__Material supplied__
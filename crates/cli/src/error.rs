//! Error types for fwlinkctl

use std::path::PathBuf;
use thiserror::Error;

/// Failures that map to a distinct process exit code.
#[derive(Error, Debug)]
pub enum CliError {
    /// One or more plugins would refuse to start
    #[error("Kernel safety check refused: {0}")]
    KernelRefused(String),

    /// The configuration file failed to parse or validate
    #[error("Invalid configuration: {0}")]
    InvalidConfiguration(String),

    /// `config init` would overwrite an existing file
    #[error("Configuration already exists at {}", .0.display())]
    ConfigExists(PathBuf),

    #[error("IO error: {0}")]
    IoError(#[from] std::io::Error),

    #[error("JSON error: {0}")]
    JsonError(#[from] serde_json::Error),
}

impl CliError {
    /// Process exit code for this error.
    pub fn exit_code(&self) -> u8 {
        match self {
            CliError::InvalidConfiguration(_) | CliError::JsonError(_) => 2,
            CliError::KernelRefused(_) => 3,
            CliError::ConfigExists(_) => 4,
            CliError::IoError(_) => 5,
        }
    }
}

__Requirement__
All of the entries should be output exactly as they appear above.

__Answer section__
filename crates/cli/src/error.rs
//! Error types for fwlinkctl

use std::path::PathBuf;
use thiserror::Error;

/// Failures that map to a distinct process exit code.
#[derive(Error, Debug)]
pub enum CliError {
    /// One or more plugins would refuse to start
    #[error("Kernel safety check refused: {0}")]
    KernelRefused(String),

    /// The configuration file failed to parse or validate
    #[error("Invalid configuration: {0}")]
    InvalidConfiguration(String),

    /// `config init` would overwrite an existing file
    #[error("Configuration already exists at {}", .0.display())]
    ConfigExists(PathBuf),

    #[error("IO error: {0}")]
    IoError(#[from] std::io::Error),

    #[error("JSON error: {0}")]
    JsonError(#[from] serde_json::Error),
}

impl CliError {
    /// Process exit code for this error.
    pub fn exit_code(&self) -> u8 {
        match self {
            CliError::InvalidConfiguration(_) | CliError::JsonError(_) => 2,
            CliError::KernelRefused(_) => 3,
            CliError::ConfigExists(_) => 4,
            CliError::IoError(_) => 5,
        }
    }
}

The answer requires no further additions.